If a financial institution already has you on record as a US person, typically with a completed W-9, they have no reason to request anything else from you in future. In that case it's up to you to set them straight, without waiting to be asked. Because they almost certainly won't ask.

As mentioned upthread, we've already seen what happens when you don't proactively tell your financial institution that you are no longer a 'US person'.



Bevdeforges said:


> I know that the outfit where I have my IRA (which also has 401K plans) has a policy that they will withhold 30% on any withdrawals transferred outside the US - regardless of whether the plan holder is a US person or not.


If this were my 401k or IRA provider, I would be transferring away from them. For them to do this is both deeply unhelpful and also completely unnecessary.

Is this by any chance Fidelity? Either way, my suggestion would be to transfer to Vanguard. They do exactly what they should.



Bevdeforges said:


> Once you're no longer a US citizen, you're stuck with that 30% rate - but the good news is that, if they have already withheld that, you have no need to file a 1040NR. They have their taxes. They are happy and you have your money.


But that is not the case here. Many non-US folk, including the OP, will not be "_stuck with that 30% rate_" at all.

The US/Sweden tax treaty specifies a 0% withholding rate for pensions and annuities. This is because US pensions paid to NRAs living in Sweden are taxable only to Sweden (treaty Article 19, para 1, and see also the IRS's tax treaty withholding rates table, that shows this 0% rate to be used by 'withholding agents').

If the provider withholds 30% for any reason then the OP would have to file a 1040NR to get that 30% back from the IRS. And of course wait months for the IRS to refund. Potentially up to a year and a half, if you have the poor judgement to take a payment right at the start of a year. (Sweden will of course not allow a tax credit for this 30% over-withheld, or any non-zero rate of US tax on this for that matter -- why would it?, since the tax treaty clearly states that the US cannot tax pension payments made to NRAs living in Sweden.)

The main point of sending a W-8BEN to a broker or provider is to get them to apply the right US tax withholding rate for the payment in question. If they're not going to do that, but instead stick to some random blanket policy, then again, the thing to do is to transfer to a provider who _will_ handle things correctly.


----------



## Bevdeforges

JustLurking said:


> Is this by any chance Fidelity? Either way, my suggestion would be to transfer to Vanguard. They do exactly what they should.


Actually, this IS Vanguard. Found this out when I was setting up payments from my IRA because I needed to have some level of withholding in order to avoid the expense and hassle of making quarterly payments on my US taxes.

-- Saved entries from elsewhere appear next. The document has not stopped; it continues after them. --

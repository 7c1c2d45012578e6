//! The five physiological axes of the radar profile

/// One radar axis: stable identifier plus display label
#[derive(Debug, Clone, Copy, PartialEq, Eq)]
pub struct Axis {
    pub id: &'static str,
    pub label: &'static str,
}

/// Fixed presentation order of the radar axes.
///
/// Every radar payload carries all five, in this order, whether or not the
/// underlying record mentions them.
pub const AXES: [Axis; 5] = [
    Axis {
        id: "body_composition",
        label: "Body composition",
    },
    Axis {
        id: "strength_local_endurance",
        label: "Strength & local endurance",
    },
    Axis {
        id: "power_speed",
        label: "Power & speed",
    },
    Axis {
        id: "endurance",
        label: "Endurance",
    },
    Axis {
        id: "motor_control_skill",
        label: "Motor control & skill",
    },
];

/// Axis display labels in presentation order.
pub fn labels() -> Vec<String> {
    AXES.iter().map(|axis| axis.label.to_string()).collect()
}
//! Response formatting tests
//!
//! Exercises the formatters against small datasets loaded the same way the
//! server loads them.

use std::io::Write;

use hop_common::format::{format_interference, format_physiology, format_radar};
use hop_common::index::{RecordIndex, ResultKind};
use hop_common::{CanonicalKey, Error};
use tempfile::NamedTempFile;

fn load_index(kind: ResultKind, lines: &[&str]) -> RecordIndex {
    let mut file = NamedTempFile::new().expect("Should create temp file");
    for line in lines {
        writeln!(file, "{line}").expect("Should write line");
    }
    RecordIndex::load(kind, file.path()).expect("Should load dataset")
}

fn empty_interference_index() -> RecordIndex {
    load_index(
        ResultKind::Interference,
        &[r#"{"inputs": ["unrelated"], "score": 1.0}"#],
    )
}

// =============================================================================
// Interference formatting
// =============================================================================

#[test]
fn empty_key_formats_to_the_zero_default() {
    let index = empty_interference_index();
    let response = format_interference(&index, &CanonicalKey::default()).unwrap();

    assert!(response.objectives.is_empty());
    assert_eq!(response.score, 0.0);
    assert_eq!(response.score_base, 0.0);
    assert!(response.breakdown.is_empty());
    assert!(response.redundancy_flags.is_empty());
}

#[test]
fn formats_the_worked_example() {
    let index = load_index(
        ResultKind::Interference,
        &[concat!(
            r#"{"inputs":["endurance","strength"],"score":0.42,"#,
            r#""breakdown":[{"axis":"endurance","label":"Endurance","#,
            r#""contribution":0.3,"interference":0.1}]}"#
        )],
    );

    let key = CanonicalKey::new(["strength", "endurance"]);
    let response = format_interference(&index, &key).unwrap();

    assert_eq!(response.objectives, ["endurance", "strength"]);
    assert_eq!(response.score, 0.42);
    assert_eq!(response.score_base, 0.0);
    assert_eq!(response.breakdown.len(), 1);
    let entry = &response.breakdown[0];
    assert_eq!(entry.axis.as_deref(), Some("endurance"));
    assert_eq!(entry.label.as_deref(), Some("Endurance"));
    assert_eq!(entry.contribution, Some(0.3));
    assert_eq!(entry.interference, Some(0.1));
    assert!(response.redundancy_flags.is_empty());
}

#[test]
fn unknown_combination_is_record_not_found_with_the_sorted_key() {
    let index = empty_interference_index();
    let key = CanonicalKey::new(["b", "a"]);
    let err = format_interference(&index, &key).unwrap_err();

    match err {
        Error::RecordNotFound { kind, objectives } => {
            assert_eq!(kind, ResultKind::Interference);
            assert_eq!(objectives, ["a", "b"]);
        }
        other => panic!("expected RecordNotFound, got {other:?}"),
    }
}

#[test]
fn malformed_breakdown_entries_are_dropped() {
    let index = load_index(
        ResultKind::Interference,
        &[concat!(
            r#"{"inputs":["a"],"score":0.2,"#,
            r#""breakdown":[{"axis":"endurance"},"not an object",42,null]}"#
        )],
    );

    let response = format_interference(&index, &CanonicalKey::new(["a"])).unwrap();
    assert_eq!(response.breakdown.len(), 1);
    assert_eq!(response.breakdown[0].axis.as_deref(), Some("endurance"));
    assert_eq!(response.breakdown[0].contribution, None);
}

#[test]
fn redundancy_flags_require_a_list_of_strings() {
    let index = load_index(
        ResultKind::Interference,
        &[
            r#"{"inputs":["a"],"triple":{"flags":["pair_overlap",7,"triad"]}}"#,
            r#"{"inputs":["b"],"triple":{"flags":"not a list"}}"#,
            r#"{"inputs":["c"],"triple":"not an object"}"#,
        ],
    );

    let flags = format_interference(&index, &CanonicalKey::new(["a"]))
        .unwrap()
        .redundancy_flags;
    assert_eq!(flags, ["pair_overlap", "triad"]);

    for id in ["b", "c"] {
        let flags = format_interference(&index, &CanonicalKey::new([id]))
            .unwrap()
            .redundancy_flags;
        assert!(flags.is_empty());
    }
}

// =============================================================================
// Radar / physiology formatting
// =============================================================================

#[test]
fn empty_key_radar_carries_all_five_axes_at_zero() {
    let index = load_index(
        ResultKind::Physiology,
        &[r#"{"objectives": ["unrelated"], "axes": {"endurance": 1.0}}"#],
    );

    let response = format_radar(&index, &CanonicalKey::default()).unwrap();
    assert!(response.objectives.is_empty());
    assert_eq!(
        response.labels,
        [
            "Body composition",
            "Strength & local endurance",
            "Power & speed",
            "Endurance",
            "Motor control & skill"
        ]
    );
    assert_eq!(response.values, [0.0; 5]);
    assert_eq!(response.axes.len(), 5);
    assert!(response.axes.values().all(|v| *v == 0.0));
    assert!(response.meta.is_empty());
}

#[test]
fn radar_defaults_missing_axes_to_zero() {
    let index = load_index(
        ResultKind::Physiology,
        &[concat!(
            r#"{"objectives":["a","b"],"#,
            r#""axes":{"endurance":0.8,"power_speed":0.4,"unknown_axis":9.9},"#,
            r#""meta":{"records":2}}"#
        )],
    );

    let response = format_radar(&index, &CanonicalKey::new(["b", "a"])).unwrap();
    assert_eq!(response.objectives, ["a", "b"]);
    // Values follow the fixed axis order
    assert_eq!(response.values, [0.0, 0.0, 0.4, 0.8, 0.0]);
    assert_eq!(response.axes["endurance"], 0.8);
    assert_eq!(response.axes["power_speed"], 0.4);
    // Axes outside the fixed five never appear
    assert!(!response.axes.contains_key("unknown_axis"));
    assert_eq!(response.meta["records"], 2);
}

#[test]
fn radar_meta_must_be_an_object() {
    let index = load_index(
        ResultKind::Physiology,
        &[r#"{"objectives":["a"],"axes":{},"meta":[1,2,3]}"#],
    );

    let response = format_radar(&index, &CanonicalKey::new(["a"])).unwrap();
    assert!(response.meta.is_empty());
}

#[test]
fn physiology_shape_drops_the_presentation_arrays() {
    let index = load_index(
        ResultKind::Physiology,
        &[r#"{"objectives":["a"],"axes":{"endurance":0.6},"meta":{"source":"v2"}}"#],
    );

    let response = format_physiology(&index, &CanonicalKey::new(["a"])).unwrap();
    assert_eq!(response.objectives, ["a"]);
    assert_eq!(response.axes["endurance"], 0.6);
    assert_eq!(response.meta["source"], "v2");

    let payload = serde_json::to_value(&response).unwrap();
    assert!(payload.get("labels").is_none());
    assert!(payload.get("values").is_none());
}

#[test]
fn physiology_miss_names_the_physiology_kind() {
    let index = load_index(
        ResultKind::Physiology,
        &[r#"{"objectives":["unrelated"],"axes":{}}"#],
    );

    let err = format_physiology(&index, &CanonicalKey::new(["a"])).unwrap_err();
    match err {
        Error::RecordNotFound { kind, objectives } => {
            assert_eq!(kind, ResultKind::Physiology);
            assert_eq!(objectives, ["a"]);
        }
        other => panic!("expected RecordNotFound, got {other:?}"),
    }
}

> The US/Sweden tax treaty specifies a 0% withholding rate for pensions and annuities. This is because US pensions paid to NRAs living in Sweden are taxable only to Sweden (treaty Article 19, para 1, and see also the IRS's tax treaty withholding rates table, that shows this 0% rate to be used by 'withholding agents').
> 
> If the provider withholds 30% for any reason then the OP would have to file a 1040NR to get that 30% back from the IRS. And of course wait months for the IRS to refund. Potentially up to a year and a half, if you have the poor judgement to take a payment right at the start of a year. (Sweden will of course not allow a tax credit for this 30% over-withheld, or any non-zero rate of US tax on this for that matter -- why would it?, since the tax treaty clearly states that the US cannot tax pension payments made to NRAs living in Sweden.)
> 
> The main point of sending a W-8BEN to a broker or provider is to get them to apply the right US tax withholding rate for the payment in question. If they're not going to do that, but instead stick to some random blanket policy, then again, the thing to do is to transfer to a provider who _will_ handle things correctly.


There are a few other countries that claim the right to tax US pension proceeds. I'd be really interested to hear from folks out there if they have been successful in getting their financial institutions to waive withholding on international transfers in those cases. (Not that I don't believe it - just that I'm curious how these things work. Recently went through a long and round-a-bout process of validating a friend's identity with her US bank via phone and was just wondering if there might be a way to avoid the hassle somehow.)
Cheers,
Bev


----------



## JustLurking

Bevdeforges said:


> Actually, this IS Vanguard. Found this out when I was setting up payments from my IRA because I needed to have some level of withholding in order to avoid the expense and hassle of making quarterly payments on my US taxes.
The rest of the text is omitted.